§ **To do**
For the material that follows, list every line containing the word "accepted".

--- --- ---

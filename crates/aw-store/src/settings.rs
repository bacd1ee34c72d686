//! Typed settings facade over the negotiated backend.

use serde_json::{json, Value};
use tracing::debug;

use aw_common::keys;
use aw_common::settings::WatcherSettings;

use crate::backend::SharedBackend;
use crate::error::StorageError;

/// A change to one of the watched fields, decoded from raw key
/// notifications. Unknown keys and wrong-typed values are dropped.
#[derive(Debug, Clone, Copy, PartialEq)]
pub enum SettingsChange {
    Enabled(bool),
    MuteAdSound(bool),
    BlurAds(bool),
    AdsSkipped(i64),
}

/// Clonable handle performing all typed reads/writes against the shared
/// backend. Every read goes to the backend; nothing is cached here.
#[derive(Clone)]
pub struct SettingsStore {
    backend: SharedBackend,
}

impl SettingsStore {
    pub fn new(backend: SharedBackend) -> Self {
        Self { backend }
    }

    /// Read the three behavior toggles, substituting the documented
    /// default for any absent or wrong-typed field.
    pub fn read_settings(&self) -> Result<WatcherSettings, StorageError> {
        let result = self.backend.borrow_mut().get(&[
            keys::WATCHER_ENABLED,
            keys::MUTE_AD_SOUND,
            keys::BLUR_ADS,
        ])?;
        let bool_or = |key: &str, default: bool| -> bool {
            result.get(key).and_then(Value::as_bool).unwrap_or(default)
        };
        Ok(WatcherSettings {
            enabled: bool_or(keys::WATCHER_ENABLED, keys::DEFAULT_WATCHER_ENABLED),
            mute_ad_sound: bool_or(keys::MUTE_AD_SOUND, keys::DEFAULT_MUTE_AD_SOUND),
            blur_ads: bool_or(keys::BLUR_ADS, keys::DEFAULT_BLUR_ADS),
        })
    }

    /// Current skip tally, defaulting to 0 if absent or wrong-typed.
    pub fn read_counter(&self) -> Result<i64, StorageError> {
        let result = self.backend.borrow_mut().get(&[keys::ADS_SKIPPED])?;
        Ok(result
            .get(keys::ADS_SKIPPED)
            .and_then(Value::as_i64)
            .unwrap_or(keys::DEFAULT_ADS_SKIPPED))
    }

    /// Read-modify-write increment of the skip tally. Returns the new
    /// value.
    pub fn increment_counter(&self) -> Result<i64, StorageError> {
        let current = self.read_counter()?;
        let next = current + 1;
        self.backend
            .borrow_mut()
            .set(vec![(keys::ADS_SKIPPED.to_string(), json!(next))])?;
        debug!(from = current, to = next, "skip counter incremented");
        Ok(next)
    }

    pub fn read_enabled(&self) -> Result<bool, StorageError> {
        let result = self.backend.borrow_mut().get(&[keys::WATCHER_ENABLED])?;
        Ok(result
            .get(keys::WATCHER_ENABLED)
            .and_then(Value::as_bool)
            .unwrap_or(keys::DEFAULT_WATCHER_ENABLED))
    }

    pub fn write_enabled(&self, enabled: bool) -> Result<(), StorageError> {
        self.backend
            .borrow_mut()
            .set(vec![(keys::WATCHER_ENABLED.to_string(), json!(enabled))])
    }

    /// The persisted fields still missing their first-run default.
    pub fn missing_defaults(&self) -> Result<Vec<(String, Value)>, StorageError> {
        let result = self.backend.borrow_mut().get(&[
            keys::WATCHER_ENABLED,
            keys::MUTE_AD_SOUND,
            keys::BLUR_ADS,
            keys::ADS_SKIPPED,
        ])?;
        let mut missing = Vec::new();
        if !result.contains_key(keys::WATCHER_ENABLED) {
            missing.push((
                keys::WATCHER_ENABLED.to_string(),
                json!(keys::DEFAULT_WATCHER_ENABLED),
            ));
        }
        if !result.contains_key(keys::MUTE_AD_SOUND) {
            missing.push((
                keys::MUTE_AD_SOUND.to_string(),
                json!(keys::DEFAULT_MUTE_AD_SOUND),
            ));
        }
        if !result.contains_key(keys::BLUR_ADS) {
            missing.push((keys::BLUR_ADS.to_string(), json!(keys::DEFAULT_BLUR_ADS)));
        }
        if !result.contains_key(keys::ADS_SKIPPED) {
            missing.push((
                keys::ADS_SKIPPED.to_string(),
                json!(keys::DEFAULT_ADS_SKIPPED),
            ));
        }
        Ok(missing)
    }

    /// Raw entry write, used by the coordinator's default initialization.
    pub fn write_entries(&self, entries: Vec<(String, Value)>) -> Result<(), StorageError> {
        self.backend.borrow_mut().set(entries)
    }

    /// Decode pending change notifications into typed settings changes.
    pub fn drain_changes(&self) -> Vec<SettingsChange> {
        self.backend
            .borrow_mut()
            .drain_changes()
            .into_iter()
            .filter_map(|change| match change.key.as_str() {
                keys::WATCHER_ENABLED => change.new_value.as_bool().map(SettingsChange::Enabled),
                keys::MUTE_AD_SOUND => {
                    change.new_value.as_bool().map(SettingsChange::MuteAdSound)
                }
                keys::BLUR_ADS => change.new_value.as_bool().map(SettingsChange::BlurAds),
                keys::ADS_SKIPPED => change.new_value.as_i64().map(SettingsChange::AdsSkipped),
                _ => None,
            })
            .collect()
    }
}

#[cfg(test)]
mod tests {
    use super::*;
    use crate::memory::MemoryBackend;
    use std::cell::RefCell;
    use std::rc::Rc;

    fn test_store() -> SettingsStore {
        SettingsStore::new(Rc::new(RefCell::new(MemoryBackend::new())))
    }

    #[test]
    fn test_reads_default_when_absent() {
        let store = test_store();
        let settings = store.read_settings().unwrap();
        assert_eq!(settings, WatcherSettings::default());
        assert_eq!(store.read_counter().unwrap(), 0);
    }

    #[test]
    fn test_wrong_typed_value_falls_back_to_default() {
        let store = test_store();
        store
            .write_entries(vec![(keys::MUTE_AD_SOUND.to_string(), json!("yes"))])
            .unwrap();
        let settings = store.read_settings().unwrap();
        assert!(settings.mute_ad_sound);
    }

    #[test]
    fn test_increment_counter_is_read_modify_write() {
        let store = test_store();
        assert_eq!(store.increment_counter().unwrap(), 1);
        assert_eq!(store.increment_counter().unwrap(), 2);
        assert_eq!(store.read_counter().unwrap(), 2);
    }

    #[test]
    fn test_missing_defaults_shrink_as_fields_appear() {
        let store = test_store();
        assert_eq!(store.missing_defaults().unwrap().len(), 4);

        store.write_enabled(true).unwrap();
        let missing = store.missing_defaults().unwrap();
        assert_eq!(missing.len(), 3);
        assert!(missing.iter().all(|(k, _)| k != keys::WATCHER_ENABLED));
    }

    #[test]
    fn test_drain_changes_decodes_known_keys() {
        let store = test_store();
        store
            .write_entries(vec![
                (keys::BLUR_ADS.to_string(), json!(true)),
                ("unrelatedKey".to_string(), json!(42)),
                (keys::ADS_SKIPPED.to_string(), json!(3)),
            ])
            .unwrap();
        let changes = store.drain_changes();
        assert_eq!(
            changes,
            vec![SettingsChange::BlurAds(true), SettingsChange::AdsSkipped(3)]
        );
    }
}
//! Settings coordinator.
//!
//! The out-of-page counterpart to the watcher: seeds first-run defaults
//! without clobbering existing values and serves the two state messages,
//! rate-limiting enable-flag writes so a bouncing UI cannot hammer the
//! quota-limited store.

use serde::{Deserialize, Serialize};
use tracing::{info, warn};

use aw_store::{SettingsStore, StorageError};

use crate::clock::Clock;

/// Default spacing between accepted enable-flag writes.
pub const INITIAL_WRITE_THROTTLE_MS: u64 = 1_000;

/// Spacing after the store has reported quota pressure.
pub const RAISED_WRITE_THROTTLE_MS: u64 = 2_000;

/// Messages the coordinator serves.
#[derive(Debug, Clone, Copy, PartialEq, Eq, Serialize, Deserialize)]
#[serde(tag = "type")]
pub enum Request {
    #[serde(rename = "GET_WATCHER_STATE")]
    GetWatcherState,
    #[serde(rename = "SET_WATCHER_STATE")]
    SetWatcherState { enabled: bool },
}

/// Replies, shaped to match the request that produced them.
#[derive(Debug, Clone, Copy, PartialEq, Eq, Serialize, Deserialize)]
#[serde(untagged)]
pub enum Response {
    State {
        enabled: bool,
    },
    Write {
        success: bool,
        #[serde(default, skip_serializing_if = "Option::is_none")]
        throttled: Option<bool>,
    },
}

/// Stateless apart from the write throttle.
pub struct Coordinator {
    store: SettingsStore,
    clock: Box<dyn Clock>,
    throttle_ms: u64,
    last_write_ms: Option<u64>,
}

impl Coordinator {
    pub fn new(store: SettingsStore, clock: Box<dyn Clock>) -> Self {
        Self {
            store,
            clock,
            throttle_ms: INITIAL_WRITE_THROTTLE_MS,
            last_write_ms: None,
        }
    }

    /// Seed defaults for fields that have never been written. Existing
    /// values, whatever they are, stay untouched. The seeding write goes
    /// through the same throttle as the enable flag; inside the window it
    /// is deferred to a later call.
    pub fn ensure_defaults(&mut self) -> Result<(), StorageError> {
        let missing = self.store.missing_defaults()?;
        if missing.is_empty() {
            return Ok(());
        }
        let now = self.clock.now_ms();
        if self.in_throttle_window(now) {
            return Ok(());
        }
        let count = missing.len();
        match self.store.write_entries(missing) {
            Ok(()) => {
                self.last_write_ms = Some(now);
                info!(count, "seeded first-run defaults");
                Ok(())
            }
            Err(StorageError::QuotaExceeded) => {
                self.raise_throttle();
                Err(StorageError::QuotaExceeded)
            }
            Err(err) => Err(err),
        }
    }

    /// Serve one message. Never raises; failures degrade to the
    /// documented default or an unsuccessful write reply.
    pub fn handle(&mut self, request: Request) -> Response {
        match request {
            Request::GetWatcherState => {
                let enabled = match self.store.read_enabled() {
                    Ok(enabled) => enabled,
                    Err(err) => {
                        warn!(error = %err, "state read failed, reporting default");
                        aw_common::keys::DEFAULT_WATCHER_ENABLED
                    }
                };
                Response::State { enabled }
            }
            Request::SetWatcherState { enabled } => self.write_enabled(enabled),
        }
    }

    pub fn throttle_ms(&self) -> u64 {
        self.throttle_ms
    }

    fn write_enabled(&mut self, enabled: bool) -> Response {
        let now = self.clock.now_ms();
        if self.in_throttle_window(now) {
            // Acknowledged but dropped; the flag will settle on the
            // next accepted write.
            return Response::Write {
                success: true,
                throttled: Some(true),
            };
        }
        match self.store.write_enabled(enabled) {
            Ok(()) => {
                self.last_write_ms = Some(now);
                Response::Write {
                    success: true,
                    throttled: None,
                }
            }
            Err(err) => {
                if matches!(err, StorageError::QuotaExceeded) {
                    self.raise_throttle();
                }
                warn!(error = %err, "enable-flag write failed");
                Response::Write {
                    success: false,
                    throttled: None,
                }
            }
        }
    }

    fn in_throttle_window(&self, now: u64) -> bool {
        self.last_write_ms
            .is_some_and(|last| now < last + self.throttle_ms)
    }

    fn raise_throttle(&mut self) {
        if self.throttle_ms < RAISED_WRITE_THROTTLE_MS {
            self.throttle_ms = RAISED_WRITE_THROTTLE_MS;
            warn!(
                throttle_ms = self.throttle_ms,
                "quota pressure, raising write throttle"
            );
        }
    }
}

--- --- ---

§ **Final answer**
/// Default spacing between accepted enable-flag writes.
            // next accepted write.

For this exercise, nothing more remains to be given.